(Collected data entries)
● ● ●

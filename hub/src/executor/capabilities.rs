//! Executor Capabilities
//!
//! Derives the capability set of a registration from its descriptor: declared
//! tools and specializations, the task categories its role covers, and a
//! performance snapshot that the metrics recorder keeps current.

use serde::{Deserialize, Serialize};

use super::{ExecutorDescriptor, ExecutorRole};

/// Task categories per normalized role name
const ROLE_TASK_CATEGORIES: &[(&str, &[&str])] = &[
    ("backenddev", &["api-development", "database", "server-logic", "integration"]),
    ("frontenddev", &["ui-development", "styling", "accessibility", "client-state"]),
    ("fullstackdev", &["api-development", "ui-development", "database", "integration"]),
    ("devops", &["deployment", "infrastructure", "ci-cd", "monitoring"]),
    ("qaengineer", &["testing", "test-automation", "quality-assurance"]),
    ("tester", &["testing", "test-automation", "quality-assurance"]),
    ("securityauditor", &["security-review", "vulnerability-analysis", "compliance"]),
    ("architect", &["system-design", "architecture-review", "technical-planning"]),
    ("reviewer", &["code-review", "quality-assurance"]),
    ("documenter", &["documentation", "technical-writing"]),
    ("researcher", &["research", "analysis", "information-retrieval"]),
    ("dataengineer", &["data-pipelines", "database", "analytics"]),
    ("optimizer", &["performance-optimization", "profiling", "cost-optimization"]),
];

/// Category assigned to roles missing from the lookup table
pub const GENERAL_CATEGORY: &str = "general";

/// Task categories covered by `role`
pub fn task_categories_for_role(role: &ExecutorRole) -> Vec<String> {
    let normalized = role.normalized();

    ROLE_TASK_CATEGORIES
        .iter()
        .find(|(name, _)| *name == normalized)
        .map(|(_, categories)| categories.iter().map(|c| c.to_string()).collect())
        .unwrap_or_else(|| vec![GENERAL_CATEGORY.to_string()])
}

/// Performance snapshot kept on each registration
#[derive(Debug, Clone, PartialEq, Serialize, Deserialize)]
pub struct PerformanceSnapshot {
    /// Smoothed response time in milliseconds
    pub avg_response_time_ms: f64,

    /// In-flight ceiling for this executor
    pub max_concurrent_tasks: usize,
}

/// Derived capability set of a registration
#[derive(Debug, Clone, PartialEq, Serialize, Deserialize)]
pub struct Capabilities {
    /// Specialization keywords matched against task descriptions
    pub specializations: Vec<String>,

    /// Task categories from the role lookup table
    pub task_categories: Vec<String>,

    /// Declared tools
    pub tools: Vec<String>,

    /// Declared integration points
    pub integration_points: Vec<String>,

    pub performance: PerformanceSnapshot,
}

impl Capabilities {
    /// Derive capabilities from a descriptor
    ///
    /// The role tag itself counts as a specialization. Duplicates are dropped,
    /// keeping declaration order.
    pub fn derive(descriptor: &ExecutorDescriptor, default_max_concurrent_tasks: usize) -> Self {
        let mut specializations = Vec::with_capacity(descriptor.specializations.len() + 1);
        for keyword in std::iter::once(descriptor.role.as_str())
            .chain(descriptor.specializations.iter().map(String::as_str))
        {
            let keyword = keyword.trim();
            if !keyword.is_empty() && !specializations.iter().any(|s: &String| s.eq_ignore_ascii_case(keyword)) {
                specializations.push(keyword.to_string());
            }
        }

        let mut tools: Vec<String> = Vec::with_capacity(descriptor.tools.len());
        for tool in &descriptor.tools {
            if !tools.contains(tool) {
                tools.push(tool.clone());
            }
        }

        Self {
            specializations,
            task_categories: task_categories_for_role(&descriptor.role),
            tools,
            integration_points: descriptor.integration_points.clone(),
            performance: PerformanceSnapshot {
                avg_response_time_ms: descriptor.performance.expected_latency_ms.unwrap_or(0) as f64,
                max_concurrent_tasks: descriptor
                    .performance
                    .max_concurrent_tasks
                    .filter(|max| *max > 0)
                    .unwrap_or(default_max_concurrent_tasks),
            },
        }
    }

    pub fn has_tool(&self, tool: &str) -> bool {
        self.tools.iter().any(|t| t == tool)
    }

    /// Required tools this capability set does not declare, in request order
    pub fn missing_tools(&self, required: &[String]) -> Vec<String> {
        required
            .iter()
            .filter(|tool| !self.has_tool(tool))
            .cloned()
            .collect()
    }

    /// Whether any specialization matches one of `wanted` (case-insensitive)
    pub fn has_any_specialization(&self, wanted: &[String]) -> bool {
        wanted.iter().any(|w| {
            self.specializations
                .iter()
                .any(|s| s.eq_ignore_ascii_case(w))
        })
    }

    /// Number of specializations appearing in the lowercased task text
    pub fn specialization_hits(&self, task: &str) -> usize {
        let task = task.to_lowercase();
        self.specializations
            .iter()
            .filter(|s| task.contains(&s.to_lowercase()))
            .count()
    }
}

● ● ●

== TASK ==
Every record above is to be transcribed exactly as written.

== ANSWER BELOW ==
filename hub/src/executor/capabilities.rs
//! Executor Capabilities
//!
//! Derives the capability set of a registration from its descriptor: declared
//! tools and specializations, the task categories its role covers, and a
//! performance snapshot that the metrics recorder keeps current.

use serde::{Deserialize, Serialize};

use super::{ExecutorDescriptor, ExecutorRole};

/// Task categories per normalized role name
const ROLE_TASK_CATEGORIES: &[(&str, &[&str])] = &[
    ("backenddev", &["api-development", "database", "server-logic", "integration"]),
    ("frontenddev", &["ui-development", "styling", "accessibility", "client-state"]),
    ("fullstackdev", &["api-development", "ui-development", "database", "integration"]),
    ("devops", &["deployment", "infrastructure", "ci-cd", "monitoring"]),
    ("qaengineer", &["testing", "test-automation", "quality-assurance"]),
    ("tester", &["testing", "test-automation", "quality-assurance"]),
    ("securityauditor", &["security-review", "vulnerability-analysis", "compliance"]),
    ("architect", &["system-design", "architecture-review", "technical-planning"]),
    ("reviewer", &["code-review", "quality-assurance"]),
    ("documenter", &["documentation", "technical-writing"]),
    ("researcher", &["research", "analysis", "information-retrieval"]),
    ("dataengineer", &["data-pipelines", "database", "analytics"]),
    ("optimizer", &["performance-optimization", "profiling", "cost-optimization"]),
];

/// Category assigned to roles missing from the lookup table
pub const GENERAL_CATEGORY: &str = "general";

/// Task categories covered by `role`
pub fn task_categories_for_role(role: &ExecutorRole) -> Vec<String> {
    let normalized = role.normalized();

    ROLE_TASK_CATEGORIES
        .iter()
        .find(|(name, _)| *name == normalized)
        .map(|(_, categories)| categories.iter().map(|c| c.to_string()).collect())
        .unwrap_or_else(|| vec![GENERAL_CATEGORY.to_string()])
}

/// Performance snapshot kept on each registration
#[derive(Debug, Clone, PartialEq, Serialize, Deserialize)]
pub struct PerformanceSnapshot {
    /// Smoothed response time in milliseconds
    pub avg_response_time_ms: f64,

    /// In-flight ceiling for this executor
    pub max_concurrent_tasks: usize,
}

/// Derived capability set of a registration
#[derive(Debug, Clone, PartialEq, Serialize, Deserialize)]
pub struct Capabilities {
    /// Specialization keywords matched against task descriptions
    pub specializations: Vec<String>,

    /// Task categories from the role lookup table
    pub task_categories: Vec<String>,

    /// Declared tools
    pub tools: Vec<String>,

    /// Declared integration points
    pub integration_points: Vec<String>,

    pub performance: PerformanceSnapshot,
}

impl Capabilities {
    /// Derive capabilities from a descriptor
    ///
    /// The role tag itself counts as a specialization. Duplicates are dropped,
    /// keeping declaration order.
    pub fn derive(descriptor: &ExecutorDescriptor, default_max_concurrent_tasks: usize) -> Self {
        let mut specializations = Vec::with_capacity(descriptor.specializations.len() + 1);
        for keyword in std::iter::once(descriptor.role.as_str())
            .chain(descriptor.specializations.iter().map(String::as_str))
        {
            let keyword = keyword.trim();
            if !keyword.is_empty() && !specializations.iter().any(|s: &String| s.eq_ignore_ascii_case(keyword)) {
                specializations.push(keyword.to_string());
            }
        }

        let mut tools: Vec<String> = Vec::with_capacity(descriptor.tools.len());
        for tool in &descriptor.tools {
            if !tools.contains(tool) {
                tools.push(tool.clone());
            }
        }

        Self {
            specializations,
            task_categories: task_categories_for_role(&descriptor.role),
            tools,
            integration_points: descriptor.integration_points.clone(),
            performance: PerformanceSnapshot {
                avg_response_time_ms: descriptor.performance.expected_latency_ms.unwrap_or(0) as f64,
                max_concurrent_tasks: descriptor
                    .performance
                    .max_concurrent_tasks
                    .filter(|max| *max > 0)
                    .unwrap_or(default_max_concurrent_tasks),
            },
        }
    }

    pub fn has_tool(&self, tool: &str) -> bool {
        self.tools.iter().any(|t| t == tool)
    }

    /// Required tools this capability set does not declare, in request order
    pub fn missing_tools(&self, required: &[String]) -> Vec<String> {
        required
            .iter()
            .filter(|tool| !self.has_tool(tool))
            .cloned()
            .collect()
    }

    /// Whether any specialization matches one of `wanted` (case-insensitive)
    pub fn has_any_specialization(&self, wanted: &[String]) -> bool {
        wanted.iter().any(|w| {
            self.specializations
                .iter()
                .any(|s| s.eq_ignore_ascii_case(w))
        })
    }

    /// Number of specializations appearing in the lowercased task text
    pub fn specialization_hits(&self, task: &str) -> usize {
        let task = task.to_lowercase();
        self.specializations
            .iter()
            .filter(|s| task.contains(&s.to_lowercase()))
            .count()
    }
}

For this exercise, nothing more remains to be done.